It has long been regarded as best practice in older forms of software testing to manually test and sign off on a product before automating the publishing of the sign off. Software test automation has always run one cycle behind manual test efforts in this configuration. The testing lifecycle has, however, experienced some important adjustments recently. It is quite challenging to manually achieve the necessary test coverage because the cycle itself only lasts a few weeks, sometimes even a few days. With the shift to an Agile development methodology over the past few years, test automation has unquestionably advanced up the development cycle.
Even before development could begin, test driven development introduced test automation. Despite the many benefits of test automation, there are still some important advantages to manual testing before test automation. It primarily improves the tester’s comprehension of the functionality of the product. The best way for a tester to learn about a product is to test it manually because such knowledge provides a comprehensive perspective of the product workflows, crucial situations, and different types of mistakes, enabling the tester to add more robust validations to the automated suite. When this is done consistently by all testers, at least during the first few product releases, there is a solid core product understanding and a close relationship between functional testing and test automation. As a result, the software test automation effort will have a higher return on investment and be easier to manage.
The Power of Integration
Today, plenty of new frameworks are emerging to assist functional testers (manual), who might not know programming, in taking on test automation. In comparison to a collection of merely lines of code that are weak on their asserts and lack a deep understanding of the product, test automation suites are now better in test coverage and validations because of this strong relationship between manual functional testers and test automation. At the end of the day, test automation must smoothly connect with the main functional test effort, where automation specialists will also need to participate in the human effort to grasp the nuances of the product.

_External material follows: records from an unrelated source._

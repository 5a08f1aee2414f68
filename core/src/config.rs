use std::fs;
use std::path::{Path, PathBuf};

use anyhow::{anyhow, bail, Result};
use serde::Deserialize;

const DATA_DIR_NAME: &str = ".pioneer";
const CONFIG_FILE_NAME: &str = "config.toml";

/// Regular pioneer requirement.
pub const DEFAULT_YEARLY_GOAL: f64 = 600.0;

#[derive(Debug, Clone, Deserialize, PartialEq)]
#[serde(default)]
pub struct Config {
    /// Hours to reach over one service year.
    pub yearly_goal: f64,
    /// Language code such as "en" or "it".
    pub language: Option<String>,
    pub data_dir: Option<PathBuf>,
}

impl Default for Config {
    fn default() -> Self {
        Self {
            yearly_goal: DEFAULT_YEARLY_GOAL,
            language: None,
            data_dir: None,
        }
    }
}

pub fn default_data_dir() -> Result<PathBuf> {
    let home_dir = dirs::home_dir().ok_or_else(|| anyhow!("Could not determine home directory"))?;
    Ok(home_dir.join(DATA_DIR_NAME))
}

impl Config {
    /// Loads `~/.pioneer/config.toml`, or `custom_path` when given.
    ///
    /// A missing default file yields the defaults; a missing custom file is an error.
    pub fn load(custom_path: Option<&Path>) -> Result<Self> {
        let path = match custom_path {
            Some(p) => p.to_path_buf(),
            None => {
                let path = default_data_dir()?.join(CONFIG_FILE_NAME);
                if !path.exists() {
                    return Ok(Config::default());
                }
                path
            }
        };

        let content = fs::read_to_string(&path)
            .map_err(|e| anyhow!("failed to read config {}: {}", path.display(), e))?;
        Self::from_toml(&content)
    }

    pub fn from_toml(content: &str) -> Result<Self> {
        let config: Config = toml::from_str(content).map_err(|e| anyhow!("failed to parse config: {}", e))?;
        config.validate()?;
        Ok(config)
    }

    pub fn validate(&self) -> Result<()> {
        if !(self.yearly_goal.is_finite() && self.yearly_goal > 0.0) {
            bail!("yearly_goal must be a positive number, got {}", self.yearly_goal);
        }
        Ok(())
    }
}

#[cfg(test)]
mod tests {
    use super::*;

    #[test]
    fn test_empty_config_uses_defaults() {
        let config = Config::from_toml("").unwrap();
        assert_eq!(config, Config::default());
        assert_eq!(config.yearly_goal, 600.0);
    }

    #[test]
    fn test_full_config() {
        let config = Config::from_toml(
            r#"
            yearly_goal = 800
            language = "it"
            data_dir = "/tmp/pioneer"
            "#,
        )
        .unwrap();
        assert_eq!(config.yearly_goal, 800.0);
        assert_eq!(config.language.as_deref(), Some("it"));
        assert_eq!(config.data_dir, Some(PathBuf::from("/tmp/pioneer")));
    }

    #[test]
    fn test_non_positive_goal_rejected() {
        assert!(Config::from_toml("yearly_goal = 0").is_err());
        assert!(Config::from_toml("yearly_goal = -10.5").is_err());
    }

    #[test]
    fn test_missing_custom_file_is_an_error() {
        let path = std::env::temp_dir().join("pioneer-no-such-config.toml");
        assert!(Config::load(Some(&path)).is_err());
    }
}
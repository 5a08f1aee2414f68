use crate::model::entry::DailyEntry;
use anyhow::Result;

/// Durable home of the entry collection. The whole collection is read and
/// written as one blob.
pub trait EntryRepository {
    fn load(&self) -> Result<Vec<DailyEntry>>;
    fn save(&self, entries: &[DailyEntry]) -> Result<()>;
}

The modern testing environment supports this by permitting both automation specialists and manual testers to fill the other’s shoes, which is an excellent step toward advancing quality. Therefore, the question of whether manual testing or test automation should come first should be replaced by one of tight integration—almost like a paired effort—between the two in order to maximize coverage, the effectiveness of the automation effort, and the camaraderie among the testers.
Exploring the Landscape on Smart Device Application Example
In the broadest sense, we use the term “smart devices” to describe equipment that supports audio and video communication, internet connectivity, and a variety of applications for end-user computing.
Before considering smart device application test automation, let’s first grasp the general landscape or possibilities to take into account while developing a thorough testing plan that incorporates both human and automated methodologies. We’ll examine this from both the software and hardware perspectives as well.
The underlying platform and the supported applications are what are in use in terms of software. The platform offers both closed-source and open-source alternatives. Regarding apps that are supported on these systems, you have hybrid applications, online applications that have been expanded to function on mobile platforms, and native built-in programs that are part of the vendor’s repository. The strategy must be adjusted based on the type of application that needs to be evaluated.
There are many form factor alternatives on the hardware side. To mention a few, there are smart devices designed as flips, touch screens, sliders, and bars. Although these don’t always directly affect testing, it’s vital to know the corresponding input type to determine if the instructions are entered using a keyboard, a touch screen, or by speaking them out loud. When creating your test matrix, keep this vital variable in mind.
Because compatibility testing is typically what is done on devices, while much of the functionality has already been tested for on a base platform, a large portion of the test efforts still occur to be manual, if you were to examine the testing strategies from a manual and automation standpoints. Since it might be expensive to have every device in-house, businesses typically turn to alternative tactics like employing devices for cloud testing, crowdsourcing testers, using device emulators, etc.
Navigating the Evolving Landscape of Test Automation
The market is always developing when the time comes to test automation for mobile devices. Tools for test automation designed for non-mobile scenarios might not always function well when used with mobile applications. For the particular purpose, they can require additional plug-ins, add-ons, or perhaps a whole other tool. Before choosing which tools to utilize, it is important to consider the type of application that will be automated (native, web, hybrid), as well as the underlying operating system (iOS, Android, Windows, etc.). While some tools may require access to the source code, others can be created and implemented using the executables that are already available.
When choosing which tool to employ, one must take into account the needs of each tool with regard to source code access, whether or not the automation is based on images (if it is, maintenance costs will be high), and the other aspects described in the post above. The bottom conclusion is that test automation for competent device applications is achievable, albeit developing. To develop a successful test automation plan, understand the constraints you operate under and begin with small batches where the return on investment will be significant.